Effect of baicalein on the expression of VIP in extravillous cytotrophoblasts infected with human cytomegalovirus in vitro.
10.1007/s11596-013-1132-9
- Author:
Yuan QIAO
1
;
Jian-guo FANG
;
Juan XIAO
;
Tao LIU
;
Jing LIU
;
Yan-li ZHANG
;
Su-hua CHEN
Author Information
1. Department of Obstetrics and Gynecology, Huazhong University of Science and Technology, Wuhan 430030, China. qiaoyuan_505@hotmail.com
- Publication Type:Journal Article
- MeSH:
Antiviral Agents;
pharmacology;
Cell Line;
Cytomegalovirus;
drug effects;
physiology;
Flavanones;
pharmacology;
Humans;
Trophoblasts;
cytology;
drug effects;
metabolism;
virology;
Vasoactive Intestinal Peptide;
metabolism;
Virus Inactivation;
drug effects
- From:
Journal of Huazhong University of Science and Technology (Medical Sciences)
2013;33(3):406-411
- CountryChina
- Language:English
-
Abstract:
This paper aimed to study the ability of baicalein to block human cytomegalovirus (HCMV) infection in extravillous cytotrophoblasts (EVT) and its effect on the vasoactive intestinal peptide (VIP) expression in HCMV-infected EVT in vitro.
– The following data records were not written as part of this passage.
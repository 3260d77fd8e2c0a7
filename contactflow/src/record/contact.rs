//! Contact attributes and a builder for contact records.

use super::{PropertyKey, PropertyValue, Record, RecordId, TypedKey};

/// Given (first) name.
pub const GIVEN_NAME: TypedKey<String> = TypedKey::base("given_name");

/// Family (last) name.
pub const FAMILY_NAME: TypedKey<String> = TypedKey::base("family_name");

/// Organization name.
pub const ORGANIZATION: TypedKey<String> = TypedKey::base("organization");

/// Phone number fields. Entries may be plain text or labelled maps.
pub const PHONE_NUMBERS: PropertyKey = PropertyKey::base("phone_numbers");

/// Email address fields. Entries may be plain text or labelled maps.
pub const EMAIL_ADDRESSES: PropertyKey = PropertyKey::base("email_addresses");

/// Human-readable name derived by the display name processor.
pub const DISPLAY_NAME: TypedKey<String> = TypedKey::derived("display", "name");

/// Builds a contact [`Record`] from base attributes.
///
/// ```
/// use contactflow::record::Record;
///
/// let record = Record::contact("1")
///     .given_name("Ada")
///     .family_name("Lovelace")
///     .phone_number("555-0100")
///     .email_address("ada@example.com")
///     .build();
/// assert_eq!(record.id().as_str(), "1");
/// ```
#[derive(Debug)]
pub struct ContactBuilder {
    record: Record,
    phone_numbers: Vec<PropertyValue>,
    email_addresses: Vec<PropertyValue>,
}

impl ContactBuilder {
    pub fn new(id: impl Into<RecordId>) -> Self {
        Self {
            record: Record::new(id),
            phone_numbers: Vec::new(),
            email_addresses: Vec::new(),
        }
    }

    pub fn given_name(mut self, name: impl Into<String>) -> Self {
        self.record.set_typed(&GIVEN_NAME, name.into());
        self
    }

    pub fn family_name(mut self, name: impl Into<String>) -> Self {
        self.record.set_typed(&FAMILY_NAME, name.into());
        self
    }

    pub fn organization(mut self, name: impl Into<String>) -> Self {
        self.record.set_typed(&ORGANIZATION, name.into());
        self
    }

    pub fn phone_number(mut self, number: impl Into<String>) -> Self {
        self.phone_numbers.push(PropertyValue::Text(number.into()));
        self
    }

    pub fn email_address(mut self, address: impl Into<String>) -> Self {
        self.email_addresses.push(PropertyValue::Text(address.into()));
        self
    }

    /// Finishes the record. Empty phone/email lists are left unset.
    pub fn build(mut self) -> Record {
        if !self.phone_numbers.is_empty() {
            self.record
                .set(PHONE_NUMBERS, PropertyValue::List(self.phone_numbers));
        }
        if !self.email_addresses.is_empty() {
            self.record
                .set(EMAIL_ADDRESSES, PropertyValue::List(self.email_addresses));
        }
        self.record
    }
}

#[cfg(test)]
mod tests {
    use super::*;

    #[test]
    fn test_builder_sets_base_properties() {
        let record = ContactBuilder::new("1")
            .given_name("Grace")
            .family_name("Hopper")
            .phone_number("555-0100")
            .phone_number("555-0101")
            .build();

        assert_eq!(record.get_typed(&GIVEN_NAME), Ok(Some("Grace".to_string())));
        assert_eq!(record.get_typed(&FAMILY_NAME), Ok(Some("Hopper".to_string())));
        assert!(matches!(
            record.get(&PHONE_NUMBERS),
            Some(PropertyValue::List(items)) if items.len() == 2
        ));
        assert!(record.get(&EMAIL_ADDRESSES).is_none());
    }
}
A human trophoblast cell line (HPT-8) was chosen in this study. HCMV with 100 TCID50 was added into culture medium to infect HPT-8 cells, and then HCMV pp65 antigen was assayed by immunofluorescence staining. The infection status was determined by virus titration. Real-time quantitative polymerase chain reaction (qRT-PCR) was used to detect virus DNA load in the infected cells. The expression of VIP mRNA and protein in the infected cells was measured by qRT-PCR, immunocytochemistry and Western blotting. Concentration of VIP secreted in supernatants was determined by ELISA. Red-stained HCMV pp65 antigens were found in infected HPT-8 cells 48 h after infection. HCMV replicated in large quantity in infected HPT-8 cells 4 days after infection, reaching a peak at day 6 post-infection. After treatment with baicalein, virus DNA load in infected HPT-8 cells was decreased (P<0.05), and the levels of VIP mRNA and protein, and the concentration were raised to the normal (P>0.05). Our study suggested that baicalein exerts a positive effect on the VIP expression in HCMV-infected EVT at maternal-fetal interface.